• _Task objective_
Transcribe the records below exactly as they appear.

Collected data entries
★ ★ ★
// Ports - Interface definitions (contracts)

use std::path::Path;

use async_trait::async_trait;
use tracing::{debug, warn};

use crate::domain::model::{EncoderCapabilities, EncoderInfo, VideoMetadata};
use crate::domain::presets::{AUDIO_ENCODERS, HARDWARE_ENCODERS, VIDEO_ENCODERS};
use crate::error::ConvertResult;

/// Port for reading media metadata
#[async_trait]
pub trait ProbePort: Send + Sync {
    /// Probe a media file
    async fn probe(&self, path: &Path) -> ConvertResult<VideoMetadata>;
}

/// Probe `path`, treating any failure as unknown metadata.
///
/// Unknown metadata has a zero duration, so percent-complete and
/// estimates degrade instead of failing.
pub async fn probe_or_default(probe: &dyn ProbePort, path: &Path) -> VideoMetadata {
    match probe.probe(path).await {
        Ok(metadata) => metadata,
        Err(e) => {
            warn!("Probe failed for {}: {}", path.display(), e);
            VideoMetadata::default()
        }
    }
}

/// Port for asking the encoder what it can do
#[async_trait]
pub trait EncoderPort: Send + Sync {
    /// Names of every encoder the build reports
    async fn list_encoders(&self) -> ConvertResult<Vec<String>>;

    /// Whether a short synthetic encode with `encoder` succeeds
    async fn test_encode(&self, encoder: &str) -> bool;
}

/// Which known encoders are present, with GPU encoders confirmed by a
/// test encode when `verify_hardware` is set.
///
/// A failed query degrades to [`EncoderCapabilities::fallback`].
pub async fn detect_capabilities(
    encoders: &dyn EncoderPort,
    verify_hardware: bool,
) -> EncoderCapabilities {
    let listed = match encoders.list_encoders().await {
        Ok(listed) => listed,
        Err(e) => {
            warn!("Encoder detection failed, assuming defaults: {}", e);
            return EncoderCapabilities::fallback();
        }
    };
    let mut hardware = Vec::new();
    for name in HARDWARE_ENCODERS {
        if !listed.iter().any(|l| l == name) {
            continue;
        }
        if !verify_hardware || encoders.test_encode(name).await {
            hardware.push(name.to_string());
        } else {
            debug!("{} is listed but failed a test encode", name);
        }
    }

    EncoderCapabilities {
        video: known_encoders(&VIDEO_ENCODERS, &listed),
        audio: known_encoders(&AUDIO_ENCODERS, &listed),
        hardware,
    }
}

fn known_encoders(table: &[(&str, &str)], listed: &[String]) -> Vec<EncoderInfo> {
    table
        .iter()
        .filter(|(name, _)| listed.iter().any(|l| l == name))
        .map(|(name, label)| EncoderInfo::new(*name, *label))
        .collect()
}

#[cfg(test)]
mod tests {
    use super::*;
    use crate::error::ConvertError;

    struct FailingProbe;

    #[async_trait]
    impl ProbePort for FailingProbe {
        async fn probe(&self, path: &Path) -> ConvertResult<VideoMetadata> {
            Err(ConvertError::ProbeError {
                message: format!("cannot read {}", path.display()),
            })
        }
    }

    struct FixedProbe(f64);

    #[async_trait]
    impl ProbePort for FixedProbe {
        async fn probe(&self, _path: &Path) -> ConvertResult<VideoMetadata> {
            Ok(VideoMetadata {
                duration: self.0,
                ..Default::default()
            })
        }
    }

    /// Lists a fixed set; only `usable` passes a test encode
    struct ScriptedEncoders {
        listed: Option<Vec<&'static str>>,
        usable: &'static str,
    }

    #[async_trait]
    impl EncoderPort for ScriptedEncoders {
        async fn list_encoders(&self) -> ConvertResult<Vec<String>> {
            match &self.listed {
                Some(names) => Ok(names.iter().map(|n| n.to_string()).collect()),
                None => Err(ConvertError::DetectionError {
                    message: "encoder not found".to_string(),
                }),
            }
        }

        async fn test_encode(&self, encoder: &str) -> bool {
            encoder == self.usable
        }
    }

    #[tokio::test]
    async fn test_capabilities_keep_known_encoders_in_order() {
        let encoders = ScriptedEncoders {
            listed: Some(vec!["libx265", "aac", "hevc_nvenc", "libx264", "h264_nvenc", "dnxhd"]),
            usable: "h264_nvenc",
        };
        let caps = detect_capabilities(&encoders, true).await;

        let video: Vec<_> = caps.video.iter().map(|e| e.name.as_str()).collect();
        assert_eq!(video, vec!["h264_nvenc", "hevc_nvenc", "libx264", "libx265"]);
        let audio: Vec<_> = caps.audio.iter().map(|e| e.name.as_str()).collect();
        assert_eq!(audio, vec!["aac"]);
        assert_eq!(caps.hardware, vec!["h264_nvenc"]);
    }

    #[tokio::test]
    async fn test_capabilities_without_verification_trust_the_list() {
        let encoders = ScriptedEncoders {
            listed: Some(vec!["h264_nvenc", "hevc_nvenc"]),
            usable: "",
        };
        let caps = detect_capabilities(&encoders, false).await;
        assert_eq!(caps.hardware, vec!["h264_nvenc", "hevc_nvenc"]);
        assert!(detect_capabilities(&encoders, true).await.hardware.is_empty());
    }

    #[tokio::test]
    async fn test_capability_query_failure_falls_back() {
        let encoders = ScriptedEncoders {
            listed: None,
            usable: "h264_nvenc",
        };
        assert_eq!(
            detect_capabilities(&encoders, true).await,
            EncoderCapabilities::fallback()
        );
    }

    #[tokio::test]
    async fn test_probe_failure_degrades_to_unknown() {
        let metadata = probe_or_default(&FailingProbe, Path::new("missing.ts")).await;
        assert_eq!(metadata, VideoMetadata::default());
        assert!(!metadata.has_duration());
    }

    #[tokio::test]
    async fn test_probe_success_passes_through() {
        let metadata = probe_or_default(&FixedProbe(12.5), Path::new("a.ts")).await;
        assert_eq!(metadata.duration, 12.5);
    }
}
★ ★ ★
• _Written answer_
// Ports - Interface definitions (contracts)

use std::path::Path;

use async_trait::async_trait;
use tracing::{debug, warn};

use crate::domain::model::{EncoderCapabilities, EncoderInfo, VideoMetadata};
use crate::domain::presets::{AUDIO_ENCODERS, HARDWARE_ENCODERS, VIDEO_ENCODERS};
use crate::error::ConvertResult;

/// Port for reading media metadata
#[async_trait]
pub trait ProbePort: Send + Sync {
    /// Probe a media file
    async fn probe(&self, path: &Path) -> ConvertResult<VideoMetadata>;
}

/// Probe `path`, treating any failure as unknown metadata.
///
/// Unknown metadata has a zero duration, so percent-complete and
/// estimates degrade instead of failing.
pub async fn probe_or_default(probe: &dyn ProbePort, path: &Path) -> VideoMetadata {
    match probe.probe(path).await {
        Ok(metadata) => metadata,
        Err(e) => {
            warn!("Probe failed for {}: {}", path.display(), e);
            VideoMetadata::default()
        }
    }
}

/// Port for asking the encoder what it can do
#[async_trait]
pub trait EncoderPort: Send + Sync {
    /// Names of every encoder the build reports
    async fn list_encoders(&self) -> ConvertResult<Vec<String>>;

    /// Whether a short synthetic encode with `encoder` succeeds
    async fn test_encode(&self, encoder: &str) -> bool;
}

/// Which known encoders are present, with GPU encoders confirmed by a
/// test encode when `verify_hardware` is set.
///
/// A failed query degrades to [`EncoderCapabilities::fallback`].
pub async fn detect_capabilities(
    encoders: &dyn EncoderPort,
    verify_hardware: bool,
) -> EncoderCapabilities {
    let listed = match encoders.list_encoders().await {
        Ok(listed) => listed,
        Err(e) => {
            warn!("Encoder detection failed, assuming defaults: {}", e);
            return EncoderCapabilities::fallback();
        }
    };
    let mut hardware = Vec::new();
    for name in HARDWARE_ENCODERS {
        if !listed.iter().any(|l| l == name) {
            continue;
        }
        if !verify_hardware || encoders.test_encode(name).await {
            hardware.push(name.to_string());
        } else {
            debug!("{} is listed but failed a test encode", name);
        }
    }

    EncoderCapabilities {
        video: known_encoders(&VIDEO_ENCODERS, &listed),
        audio: known_encoders(&AUDIO_ENCODERS, &listed),
        hardware,
    }
}

fn known_encoders(table: &[(&str, &str)], listed: &[String]) -> Vec<EncoderInfo> {
    table
        .iter()
        .filter(|(name, _)| listed.iter().any(|l| l == name))
        .map(|(name, label)| EncoderInfo::new(*name, *label))
        .collect()
}

#[cfg(test)]
mod tests {
    use super::*;
    use crate::error::ConvertError;

    struct FailingProbe;

    #[async_trait]
    impl ProbePort for FailingProbe {
        async fn probe(&self, path: &Path) -> ConvertResult<VideoMetadata> {
            Err(ConvertError::ProbeError {
                message: format!("cannot read {}", path.display()),
            })
        }
    }

    struct FixedProbe(f64);

    #[async_trait]
    impl ProbePort for FixedProbe {
        async fn probe(&self, _path: &Path) -> ConvertResult<VideoMetadata> {
            Ok(VideoMetadata {
                duration: self.0,
                ..Default::default()
            })
        }
    }

    /// Lists a fixed set; only `usable` passes a test encode
    struct ScriptedEncoders {
        listed: Option<Vec<&'static str>>,
        usable: &'static str,
    }

    #[async_trait]
    impl EncoderPort for ScriptedEncoders {
        async fn list_encoders(&self) -> ConvertResult<Vec<String>> {
            match &self.listed {
                Some(names) => Ok(names.iter().map(|n| n.to_string()).collect()),
                None => Err(ConvertError::DetectionError {
                    message: "encoder not found".to_string(),
                }),
            }
        }

        async fn test_encode(&self, encoder: &str) -> bool {
            encoder == self.usable
        }
    }

    #[tokio::test]
    async fn test_capabilities_keep_known_encoders_in_order() {
        let encoders = ScriptedEncoders {
            listed: Some(vec!["libx265", "aac", "hevc_nvenc", "libx264", "h264_nvenc", "dnxhd"]),
            usable: "h264_nvenc",
        };
        let caps = detect_capabilities(&encoders, true).await;

        let video: Vec<_> = caps.video.iter().map(|e| e.name.as_str()).collect();
        assert_eq!(video, vec!["h264_nvenc", "hevc_nvenc", "libx264", "libx265"]);
        let audio: Vec<_> = caps.audio.iter().map(|e| e.name.as_str()).collect();
        assert_eq!(audio, vec!["aac"]);
        assert_eq!(caps.hardware, vec!["h264_nvenc"]);
    }

    #[tokio::test]
    async fn test_capabilities_without_verification_trust_the_list() {
        let encoders = ScriptedEncoders {
            listed: Some(vec!["h264_nvenc", "hevc_nvenc"]),
            usable: "",
        };
        let caps = detect_capabilities(&encoders, false).await;
        assert_eq!(caps.hardware, vec!["h264_nvenc", "hevc_nvenc"]);
        assert!(detect_capabilities(&encoders, true).await.hardware.is_empty());
    }

    #[tokio::test]
    async fn test_capability_query_failure_falls_back() {
        let encoders = ScriptedEncoders {
            listed: None,
            usable: "h264_nvenc",
        };
        assert_eq!(
            detect_capabilities(&encoders, true).await,
            EncoderCapabilities::fallback()
        );
    }

    #[tokio::test]
    async fn test_probe_failure_degrades_to_unknown() {
        let metadata = probe_or_default(&FailingProbe, Path::new("missing.ts")).await;
        assert_eq!(metadata, VideoMetadata::default());
        assert!(!metadata.has_duration());
    }

    #[tokio::test]
    async fn test_probe_success_passes_through() {
        let metadata = probe_or_default(&FixedProbe(12.5), Path::new("a.ts")).await;
        assert_eq!(metadata.duration, 12.5);
    }
}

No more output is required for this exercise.